Напротив, Петрарку обессмертила именно эта порожденная фантазией любовь, которая вследствие художественной пылкости души, воспитанной под небом Италии, сроднилась с религией. Сам же Петрарка считал свои сонеты забавой и думал прославиться латинскими стихотворениями и прозаическими произведениями. Данте также обессмертила его любовь к Беатриче; просветленная, эта любовь затем преобразилась в нем в любовь религиозную. Одновременно его мужество и смелость превратились в энергию религиозного воззрения на искусство, и он дерзнул тут на то, на что никто, кроме него, не осмелился: взял на себя роль судьи над людьми, посылая их в ад, чистилище или на небо. В противоположность ему Боккаччо изображает любовь отчасти в силе ее страсти, отчасти совсем легкомысленно, без всякого намека на нравственность, открывая нашему взору в красочных новеллах картину нравов своего времени, своей страны.
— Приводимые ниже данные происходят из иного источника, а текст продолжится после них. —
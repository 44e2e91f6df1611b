//! Extraction run orchestrator.
//!
//! Single entry point that drives the full run:
//! load input → build backend → census + specimen passes per subject → write output.
//!
//! Input problems are fatal. Per-subject failures are not: they are logged,
//! counted in the [`BatchReport`], and replaced with the stub record.

use crate::config::{BackendKind, ExtractionConfig};
use crate::pipeline::batch_extraction::{BatchReport, BatchRunner, Subject};
use crate::pipeline::export::{write_batch, ExportError};
use crate::pipeline::import::{load_subjects, ImportError};
use crate::pipeline::structuring::{
    default_rules, BackendError, LlmClient, Normalizer, OllamaCliClient, OllamaClient,
};

// ---------------------------------------------------------------------------
// Error types
// ---------------------------------------------------------------------------

/// Errors that abort a whole run.
#[derive(Debug, thiserror::Error)]
pub enum PipelineError {
    #[error("Input failed: {0}")]
    Import(#[from] ImportError),

    #[error("Output failed: {0}")]
    Export(#[from] ExportError),

    #[error("Backend setup failed: {0}")]
    Backend(#[from] BackendError),
}

// ---------------------------------------------------------------------------
// Entry points
// ---------------------------------------------------------------------------

/// Run an extraction end to end with the backend named in `config`.
pub fn run_extraction(config: &ExtractionConfig) -> Result<BatchReport, PipelineError> {
    tracing::info!(
        input = %config.input_path.display(),
        output = %config.output_path.display(),
        backend = ?config.backend,
        model = %config.model_name,
        "Starting extraction run"
    );

    let subjects = load_subjects(&config.input_path)?;
    let llm = build_client(config)?;
    process_subjects(config, subjects, llm)
}

/// Run already-loaded subjects through `llm` and write the output artifact.
pub fn process_subjects(
    config: &ExtractionConfig,
    subjects: Vec<Subject>,
    llm: Box<dyn LlmClient>,
) -> Result<BatchReport, PipelineError> {
    let normalizer = Normalizer::new(default_rules(), config.max_comment_length);
    let runner = BatchRunner::new(llm, normalizer);
    let (batch, report) = runner.run(subjects);

    for degraded in &report.degraded {
        tracing::warn!(
            subject_id = %degraded.subject_id,
            kind = %degraded.kind,
            reason = %degraded.reason,
            "Subject degraded to stub record"
        );
    }

    write_batch(&batch, &config.output_path, config.output_format)?;
    Ok(report)
}

/// Construct the configured backend client.
pub fn build_client(config: &ExtractionConfig) -> Result<Box<dyn LlmClient>, PipelineError> {
    match config.backend {
        BackendKind::Http => {
            let client =
                OllamaClient::new(&config.ollama_url, &config.model_name, config.timeout_secs)?;
            preflight(&client);
            Ok(Box::new(client))
        }
        BackendKind::Cli => Ok(Box::new(OllamaCliClient::new(&config.model_name))),
    }
}

/// Warn early when the model is not available. Never fatal.
fn preflight(client: &OllamaClient) {
    match client.list_models() {
        Ok(models) if has_model(&models, client.model()) => {
            tracing::debug!(model = client.model(), "Model available");
        }
        Ok(models) => tracing::warn!(
            model = client.model(),
            available = ?models,
            "Model not found on Ollama instance, every report may degrade"
        ),
        Err(e) => tracing::warn!(error = %e, "Could not list Ollama models"),
    }
}

/// `llama3.2` matches an installed `llama3.2:latest`.
fn has_model(models: &[String], wanted: &str) -> bool {
    models.iter().any(|name| {
        name == wanted
            || name
                .strip_prefix(wanted)
                .is_some_and(|tag| tag.starts_with(':'))
    })
}

#[cfg(test)]
mod tests {
    use super::*;
    use crate::config::OutputFormat;
    use crate::pipeline::structuring::ScriptedLlmClient;

    #[test]
    fn model_match_accepts_tag_suffix() {
        let models = vec!["llama3.2:latest".to_string(), "mistral:7b".to_string()];
        assert!(has_model(&models, "llama3.2"));
        assert!(has_model(&models, "mistral:7b"));
        assert!(!has_model(&models, "llama3"));
        assert!(!has_model(&[], "llama3.2"));
    }

    #[test]
    fn cli_backend_builds_without_network() {
        let mut config = ExtractionConfig::new("in.csv".into(), "out.csv".into());
        config.backend = BackendKind::Cli;
        assert!(build_client(&config).is_ok());
    }

    #[test]
    fn missing_input_aborts_before_backend() {
        let dir = tempfile::tempdir().unwrap();
        let config = ExtractionConfig::new(dir.path().join("absent.csv"), dir.path().join("out.csv"));
        let err = run_extraction(&config).unwrap_err();
        assert!(matches!(err, PipelineError::Import(ImportError::NotFound(_))));
        assert!(!dir.path().join("out.csv").exists());
    }

    #[test]
    fn process_subjects_writes_output() {
        let dir = tempfile::tempdir().unwrap();
        let mut config = ExtractionConfig::new("in.csv".into(), dir.path().join("out.json"));
        config.output_format = OutputFormat::Json;
        let llm = ScriptedLlmClient::new([
            Some(r#"{"number_of_specimens": 1, "specimen_names": ["left apex"]}"#),
            Some(r#"{"specimens": [{"gleason_pattern": "4+3"}]}"#),
        ]);

        let report = process_subjects(
            &config,
            vec![Subject::new(Some("S1"), "adenocarcinoma", 1)],
            Box::new(llm),
        )
        .unwrap();
        assert_eq!(report.subject_count, 1);
        assert_eq!(report.degraded_count(), 0);

        let text = std::fs::read_to_string(dir.path().join("out.json")).unwrap();
        let value: serde_json::Value = serde_json::from_str(&text).unwrap();
        assert_eq!(value[0]["specimens"][0]["specimen_name"], "left apex");
        assert_eq!(value[0]["specimens"][0]["gleason_score"], "7");
    }
}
В немецких песнях миннезингеров любовь является сентиментальной, нежной; она бедна воображением, игрива, меланхолична, однообразна. У испанцев любовь отличается богатством фантазии; она рыцарственна, хитроумна в поисках и защите своих прав и обязанностей, подобно личной чести, и мечтательна в своем высшем блеске. В позднейшей французской литературе она более галантна и тщеславна. В поэзии она часто становится искусственным чувством, созданным в высшей степени остроумно с помощью софизмов; она является то чувственным наслаждением без страсти, то страстью без наслаждения, сублимированными, полными рефлексии чувством и чувствительностью.

Однако я должен прервать эти указания, для подробного развития которых здесь нет места.